TASK BRIEF: In the entries that follow, how many lines include "subtitle"? Give the number and nothing else.

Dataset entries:
- - - - - - -

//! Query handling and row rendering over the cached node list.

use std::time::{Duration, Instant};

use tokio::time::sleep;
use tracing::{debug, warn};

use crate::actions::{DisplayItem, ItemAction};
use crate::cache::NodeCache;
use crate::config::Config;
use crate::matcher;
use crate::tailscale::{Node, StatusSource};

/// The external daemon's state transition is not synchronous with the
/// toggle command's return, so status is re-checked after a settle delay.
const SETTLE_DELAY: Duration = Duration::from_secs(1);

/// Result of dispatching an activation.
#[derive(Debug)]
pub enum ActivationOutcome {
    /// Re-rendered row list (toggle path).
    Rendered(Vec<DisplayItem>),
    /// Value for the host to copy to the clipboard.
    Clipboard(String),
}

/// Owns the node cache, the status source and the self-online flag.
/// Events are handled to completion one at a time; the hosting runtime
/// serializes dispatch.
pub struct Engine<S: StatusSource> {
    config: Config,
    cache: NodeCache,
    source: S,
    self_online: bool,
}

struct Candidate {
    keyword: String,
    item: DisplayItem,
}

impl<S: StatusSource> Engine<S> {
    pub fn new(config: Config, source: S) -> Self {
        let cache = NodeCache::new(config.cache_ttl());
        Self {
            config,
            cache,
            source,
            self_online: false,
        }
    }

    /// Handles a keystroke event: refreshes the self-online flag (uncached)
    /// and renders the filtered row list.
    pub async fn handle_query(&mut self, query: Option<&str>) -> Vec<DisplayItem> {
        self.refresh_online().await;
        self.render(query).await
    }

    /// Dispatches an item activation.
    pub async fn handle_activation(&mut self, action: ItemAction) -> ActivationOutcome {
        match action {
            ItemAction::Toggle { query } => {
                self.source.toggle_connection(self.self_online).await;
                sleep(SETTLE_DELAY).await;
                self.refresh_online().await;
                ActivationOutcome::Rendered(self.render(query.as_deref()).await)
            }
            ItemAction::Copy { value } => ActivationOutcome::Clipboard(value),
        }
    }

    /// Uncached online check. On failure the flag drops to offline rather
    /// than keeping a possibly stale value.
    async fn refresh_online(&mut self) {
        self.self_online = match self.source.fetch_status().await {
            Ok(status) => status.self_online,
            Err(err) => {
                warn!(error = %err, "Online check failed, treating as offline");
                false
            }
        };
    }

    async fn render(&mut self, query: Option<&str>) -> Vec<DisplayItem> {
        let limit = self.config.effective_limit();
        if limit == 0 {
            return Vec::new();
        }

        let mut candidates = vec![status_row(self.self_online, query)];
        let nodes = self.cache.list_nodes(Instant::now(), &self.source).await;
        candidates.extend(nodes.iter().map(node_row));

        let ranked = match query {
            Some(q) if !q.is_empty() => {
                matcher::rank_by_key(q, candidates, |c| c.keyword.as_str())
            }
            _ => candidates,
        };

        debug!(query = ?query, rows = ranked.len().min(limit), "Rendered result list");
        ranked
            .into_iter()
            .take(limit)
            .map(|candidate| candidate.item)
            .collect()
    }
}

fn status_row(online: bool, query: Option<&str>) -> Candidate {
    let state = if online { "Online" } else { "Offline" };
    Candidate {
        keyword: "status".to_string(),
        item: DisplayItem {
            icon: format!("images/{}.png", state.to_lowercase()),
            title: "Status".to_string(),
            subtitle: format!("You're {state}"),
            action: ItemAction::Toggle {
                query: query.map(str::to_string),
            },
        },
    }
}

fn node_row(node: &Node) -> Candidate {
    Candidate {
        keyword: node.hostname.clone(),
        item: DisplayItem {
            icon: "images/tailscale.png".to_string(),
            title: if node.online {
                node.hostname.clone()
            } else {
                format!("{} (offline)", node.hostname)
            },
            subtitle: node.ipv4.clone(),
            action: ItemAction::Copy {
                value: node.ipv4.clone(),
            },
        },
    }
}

- - - - - - -

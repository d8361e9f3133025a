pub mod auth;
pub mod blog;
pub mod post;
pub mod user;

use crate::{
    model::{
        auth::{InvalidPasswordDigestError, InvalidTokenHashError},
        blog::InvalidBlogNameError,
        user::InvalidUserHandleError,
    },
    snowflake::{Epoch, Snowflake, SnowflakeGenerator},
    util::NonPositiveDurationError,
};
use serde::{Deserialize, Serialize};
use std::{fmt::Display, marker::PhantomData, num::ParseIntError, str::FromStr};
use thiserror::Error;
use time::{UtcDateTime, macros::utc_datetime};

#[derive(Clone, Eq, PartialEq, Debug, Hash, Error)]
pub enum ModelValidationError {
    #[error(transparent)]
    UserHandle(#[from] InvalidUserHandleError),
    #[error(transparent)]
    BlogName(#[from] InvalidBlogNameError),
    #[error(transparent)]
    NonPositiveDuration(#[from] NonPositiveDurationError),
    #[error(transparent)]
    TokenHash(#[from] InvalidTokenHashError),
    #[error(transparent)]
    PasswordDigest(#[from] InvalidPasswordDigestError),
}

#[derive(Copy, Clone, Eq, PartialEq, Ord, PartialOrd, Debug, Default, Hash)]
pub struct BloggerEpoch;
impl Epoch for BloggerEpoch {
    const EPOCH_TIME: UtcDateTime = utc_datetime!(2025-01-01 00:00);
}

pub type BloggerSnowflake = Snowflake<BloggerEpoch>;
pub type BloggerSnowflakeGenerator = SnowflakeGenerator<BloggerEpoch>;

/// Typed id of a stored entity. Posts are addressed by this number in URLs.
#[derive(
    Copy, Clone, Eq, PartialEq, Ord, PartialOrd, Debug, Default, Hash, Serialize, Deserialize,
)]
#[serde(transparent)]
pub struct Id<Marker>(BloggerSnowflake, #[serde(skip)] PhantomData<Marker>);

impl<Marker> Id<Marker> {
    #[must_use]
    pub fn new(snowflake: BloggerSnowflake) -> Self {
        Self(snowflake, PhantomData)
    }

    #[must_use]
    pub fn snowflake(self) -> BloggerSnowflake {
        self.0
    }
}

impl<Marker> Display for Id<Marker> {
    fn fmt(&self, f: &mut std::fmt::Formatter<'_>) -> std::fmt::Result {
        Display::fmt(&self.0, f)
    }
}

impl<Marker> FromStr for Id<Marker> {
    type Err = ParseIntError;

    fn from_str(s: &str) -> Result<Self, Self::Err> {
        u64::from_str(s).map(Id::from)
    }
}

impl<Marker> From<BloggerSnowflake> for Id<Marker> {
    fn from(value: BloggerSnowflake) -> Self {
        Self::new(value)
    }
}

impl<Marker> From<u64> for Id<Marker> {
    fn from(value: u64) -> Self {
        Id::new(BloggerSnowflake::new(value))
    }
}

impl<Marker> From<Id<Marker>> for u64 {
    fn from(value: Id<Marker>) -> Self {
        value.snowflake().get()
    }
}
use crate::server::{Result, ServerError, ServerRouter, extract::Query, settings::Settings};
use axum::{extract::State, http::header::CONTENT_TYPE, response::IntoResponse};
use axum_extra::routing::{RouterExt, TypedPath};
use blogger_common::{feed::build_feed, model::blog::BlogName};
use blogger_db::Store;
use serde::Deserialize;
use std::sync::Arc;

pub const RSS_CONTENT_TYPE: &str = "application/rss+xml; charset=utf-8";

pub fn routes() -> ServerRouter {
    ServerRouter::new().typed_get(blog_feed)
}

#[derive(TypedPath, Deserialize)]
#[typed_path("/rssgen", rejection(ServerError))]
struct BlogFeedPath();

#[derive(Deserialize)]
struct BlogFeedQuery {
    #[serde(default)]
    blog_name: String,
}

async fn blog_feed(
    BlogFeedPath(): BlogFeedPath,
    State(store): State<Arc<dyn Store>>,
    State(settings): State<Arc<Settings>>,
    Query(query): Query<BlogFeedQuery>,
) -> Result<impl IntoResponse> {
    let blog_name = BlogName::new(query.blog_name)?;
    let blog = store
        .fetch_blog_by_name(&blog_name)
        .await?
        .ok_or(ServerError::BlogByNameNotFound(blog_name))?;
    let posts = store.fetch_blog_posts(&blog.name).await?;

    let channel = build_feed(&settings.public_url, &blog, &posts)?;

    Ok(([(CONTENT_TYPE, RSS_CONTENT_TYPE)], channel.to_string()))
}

- - - - - - -

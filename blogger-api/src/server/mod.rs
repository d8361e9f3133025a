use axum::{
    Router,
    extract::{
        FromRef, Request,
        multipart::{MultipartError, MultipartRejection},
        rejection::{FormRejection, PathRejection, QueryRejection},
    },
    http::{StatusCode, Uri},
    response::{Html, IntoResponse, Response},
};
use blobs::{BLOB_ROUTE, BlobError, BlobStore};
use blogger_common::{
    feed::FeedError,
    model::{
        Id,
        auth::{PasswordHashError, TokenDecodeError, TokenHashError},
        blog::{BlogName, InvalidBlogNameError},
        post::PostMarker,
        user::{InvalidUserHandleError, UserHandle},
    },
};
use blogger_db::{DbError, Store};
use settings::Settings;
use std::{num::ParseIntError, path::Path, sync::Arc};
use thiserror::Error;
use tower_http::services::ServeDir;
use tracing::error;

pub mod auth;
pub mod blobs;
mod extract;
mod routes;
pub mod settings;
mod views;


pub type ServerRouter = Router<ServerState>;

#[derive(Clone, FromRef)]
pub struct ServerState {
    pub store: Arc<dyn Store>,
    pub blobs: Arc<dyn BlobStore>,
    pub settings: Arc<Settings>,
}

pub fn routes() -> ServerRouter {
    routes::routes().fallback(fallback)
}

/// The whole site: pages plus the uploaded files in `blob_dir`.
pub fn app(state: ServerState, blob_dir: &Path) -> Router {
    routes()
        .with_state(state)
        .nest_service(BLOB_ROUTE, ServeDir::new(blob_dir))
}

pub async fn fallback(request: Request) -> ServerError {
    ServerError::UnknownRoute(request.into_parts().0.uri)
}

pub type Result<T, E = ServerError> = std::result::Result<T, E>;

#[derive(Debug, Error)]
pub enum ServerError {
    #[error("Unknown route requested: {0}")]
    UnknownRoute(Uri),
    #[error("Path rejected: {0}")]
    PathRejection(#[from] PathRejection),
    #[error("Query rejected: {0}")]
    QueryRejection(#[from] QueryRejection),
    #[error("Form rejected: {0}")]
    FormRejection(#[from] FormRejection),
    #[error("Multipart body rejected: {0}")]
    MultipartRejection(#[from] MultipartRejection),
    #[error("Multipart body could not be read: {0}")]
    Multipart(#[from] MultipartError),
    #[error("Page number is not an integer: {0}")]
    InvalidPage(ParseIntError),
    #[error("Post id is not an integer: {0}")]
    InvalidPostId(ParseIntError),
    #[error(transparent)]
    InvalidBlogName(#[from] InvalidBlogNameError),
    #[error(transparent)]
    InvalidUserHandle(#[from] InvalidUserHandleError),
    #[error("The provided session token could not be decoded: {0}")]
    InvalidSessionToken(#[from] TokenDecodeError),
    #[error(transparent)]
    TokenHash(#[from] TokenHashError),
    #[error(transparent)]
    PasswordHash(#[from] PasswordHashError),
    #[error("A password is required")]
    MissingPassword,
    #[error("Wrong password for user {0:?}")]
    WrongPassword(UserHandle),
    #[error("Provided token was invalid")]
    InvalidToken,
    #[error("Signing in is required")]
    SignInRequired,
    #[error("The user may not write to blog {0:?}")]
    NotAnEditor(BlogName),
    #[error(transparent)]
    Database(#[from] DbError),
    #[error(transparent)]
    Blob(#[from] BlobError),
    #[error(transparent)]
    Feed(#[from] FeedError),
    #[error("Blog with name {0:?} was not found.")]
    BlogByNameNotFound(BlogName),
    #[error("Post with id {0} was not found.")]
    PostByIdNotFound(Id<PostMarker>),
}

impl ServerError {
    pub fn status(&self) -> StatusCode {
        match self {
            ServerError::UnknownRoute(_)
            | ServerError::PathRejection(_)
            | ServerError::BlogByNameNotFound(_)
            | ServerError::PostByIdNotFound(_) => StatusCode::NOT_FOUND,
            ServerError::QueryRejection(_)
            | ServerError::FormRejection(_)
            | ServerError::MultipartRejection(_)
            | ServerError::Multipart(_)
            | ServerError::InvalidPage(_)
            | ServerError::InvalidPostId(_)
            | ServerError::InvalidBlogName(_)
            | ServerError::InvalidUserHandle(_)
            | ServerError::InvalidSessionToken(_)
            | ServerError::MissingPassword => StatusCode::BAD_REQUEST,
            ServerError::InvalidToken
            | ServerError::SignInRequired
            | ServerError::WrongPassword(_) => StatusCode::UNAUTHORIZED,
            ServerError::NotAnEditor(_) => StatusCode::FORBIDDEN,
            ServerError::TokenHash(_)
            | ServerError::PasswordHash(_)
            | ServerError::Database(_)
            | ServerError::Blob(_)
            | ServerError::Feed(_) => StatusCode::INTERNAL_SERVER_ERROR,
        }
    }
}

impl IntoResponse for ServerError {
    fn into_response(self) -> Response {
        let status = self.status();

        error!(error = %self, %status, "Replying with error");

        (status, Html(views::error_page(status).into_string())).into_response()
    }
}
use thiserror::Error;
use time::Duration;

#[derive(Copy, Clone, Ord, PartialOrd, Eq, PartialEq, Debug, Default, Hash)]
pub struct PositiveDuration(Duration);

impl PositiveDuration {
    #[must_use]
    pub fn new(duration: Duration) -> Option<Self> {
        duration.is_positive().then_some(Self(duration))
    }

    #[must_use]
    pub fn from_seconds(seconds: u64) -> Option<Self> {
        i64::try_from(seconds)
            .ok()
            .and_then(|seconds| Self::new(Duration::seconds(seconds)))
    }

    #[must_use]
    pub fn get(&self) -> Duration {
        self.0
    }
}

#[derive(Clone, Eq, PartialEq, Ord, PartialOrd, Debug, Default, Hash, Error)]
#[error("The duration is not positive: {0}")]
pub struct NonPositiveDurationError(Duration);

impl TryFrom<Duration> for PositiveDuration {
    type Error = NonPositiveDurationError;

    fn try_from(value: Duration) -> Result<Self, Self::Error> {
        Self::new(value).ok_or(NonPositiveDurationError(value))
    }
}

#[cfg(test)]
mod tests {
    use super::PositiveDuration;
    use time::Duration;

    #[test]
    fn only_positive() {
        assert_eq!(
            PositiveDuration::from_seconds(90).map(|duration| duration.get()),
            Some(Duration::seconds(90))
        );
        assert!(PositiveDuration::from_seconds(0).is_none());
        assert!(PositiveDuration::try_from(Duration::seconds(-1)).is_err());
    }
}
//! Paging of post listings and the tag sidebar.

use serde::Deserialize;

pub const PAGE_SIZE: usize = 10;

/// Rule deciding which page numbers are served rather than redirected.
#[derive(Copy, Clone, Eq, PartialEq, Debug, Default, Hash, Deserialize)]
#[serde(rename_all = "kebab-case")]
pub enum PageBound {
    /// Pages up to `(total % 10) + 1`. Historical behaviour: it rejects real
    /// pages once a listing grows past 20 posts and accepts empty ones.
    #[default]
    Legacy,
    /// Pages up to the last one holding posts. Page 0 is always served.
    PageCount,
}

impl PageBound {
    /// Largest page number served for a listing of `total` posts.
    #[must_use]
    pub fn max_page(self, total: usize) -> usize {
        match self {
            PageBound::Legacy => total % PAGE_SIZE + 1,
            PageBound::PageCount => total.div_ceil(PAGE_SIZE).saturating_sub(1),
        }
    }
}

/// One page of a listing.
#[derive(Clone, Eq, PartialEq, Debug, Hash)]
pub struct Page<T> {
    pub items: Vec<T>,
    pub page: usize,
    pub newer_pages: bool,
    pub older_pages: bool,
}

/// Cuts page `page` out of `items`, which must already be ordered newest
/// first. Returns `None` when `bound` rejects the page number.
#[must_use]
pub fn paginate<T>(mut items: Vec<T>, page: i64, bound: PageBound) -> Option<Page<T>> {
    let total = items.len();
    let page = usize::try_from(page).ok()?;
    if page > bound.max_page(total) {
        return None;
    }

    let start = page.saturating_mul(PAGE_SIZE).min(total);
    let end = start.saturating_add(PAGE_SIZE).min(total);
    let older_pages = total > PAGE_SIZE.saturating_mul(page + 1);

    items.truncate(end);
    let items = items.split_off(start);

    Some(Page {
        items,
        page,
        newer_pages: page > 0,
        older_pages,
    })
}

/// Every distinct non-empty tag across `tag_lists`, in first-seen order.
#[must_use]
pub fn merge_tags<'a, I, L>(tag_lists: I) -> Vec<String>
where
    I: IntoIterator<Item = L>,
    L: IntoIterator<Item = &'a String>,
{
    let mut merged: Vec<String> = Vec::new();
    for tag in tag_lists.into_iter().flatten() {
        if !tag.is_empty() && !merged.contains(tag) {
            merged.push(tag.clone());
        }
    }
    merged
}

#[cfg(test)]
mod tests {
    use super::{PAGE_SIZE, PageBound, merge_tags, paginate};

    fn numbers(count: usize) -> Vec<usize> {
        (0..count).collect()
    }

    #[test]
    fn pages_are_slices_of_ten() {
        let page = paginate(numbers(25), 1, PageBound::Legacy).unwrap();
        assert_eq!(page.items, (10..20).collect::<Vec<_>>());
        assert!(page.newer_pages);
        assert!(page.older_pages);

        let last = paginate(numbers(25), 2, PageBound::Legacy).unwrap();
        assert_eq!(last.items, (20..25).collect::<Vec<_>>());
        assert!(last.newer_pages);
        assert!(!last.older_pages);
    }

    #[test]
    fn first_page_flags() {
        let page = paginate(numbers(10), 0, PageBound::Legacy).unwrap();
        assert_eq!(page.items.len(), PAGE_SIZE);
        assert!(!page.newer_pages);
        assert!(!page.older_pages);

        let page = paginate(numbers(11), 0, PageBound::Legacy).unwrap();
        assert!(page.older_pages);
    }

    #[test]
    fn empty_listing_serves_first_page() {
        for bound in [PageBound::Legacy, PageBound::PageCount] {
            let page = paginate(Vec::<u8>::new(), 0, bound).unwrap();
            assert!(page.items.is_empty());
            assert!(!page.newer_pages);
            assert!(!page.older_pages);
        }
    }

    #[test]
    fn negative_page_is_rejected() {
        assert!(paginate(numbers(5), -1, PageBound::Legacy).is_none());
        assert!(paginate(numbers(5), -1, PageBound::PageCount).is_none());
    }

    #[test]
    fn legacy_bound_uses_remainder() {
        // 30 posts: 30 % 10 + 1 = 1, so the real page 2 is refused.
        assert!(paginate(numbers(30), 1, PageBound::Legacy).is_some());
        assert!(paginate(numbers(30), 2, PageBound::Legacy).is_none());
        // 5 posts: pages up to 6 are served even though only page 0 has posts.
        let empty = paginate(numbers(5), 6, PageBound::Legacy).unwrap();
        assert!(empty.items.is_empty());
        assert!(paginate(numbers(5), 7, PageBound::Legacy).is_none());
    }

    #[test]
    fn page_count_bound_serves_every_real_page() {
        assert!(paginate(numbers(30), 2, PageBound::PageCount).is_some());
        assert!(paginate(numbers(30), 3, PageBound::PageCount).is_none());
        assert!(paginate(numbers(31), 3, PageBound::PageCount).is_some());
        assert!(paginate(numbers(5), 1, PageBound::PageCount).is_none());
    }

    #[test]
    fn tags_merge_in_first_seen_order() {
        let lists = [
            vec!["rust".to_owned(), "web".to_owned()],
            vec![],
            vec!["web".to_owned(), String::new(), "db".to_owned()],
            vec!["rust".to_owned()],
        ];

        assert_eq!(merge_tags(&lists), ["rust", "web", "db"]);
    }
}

- - - - - - -

TASK RESPONSE: 2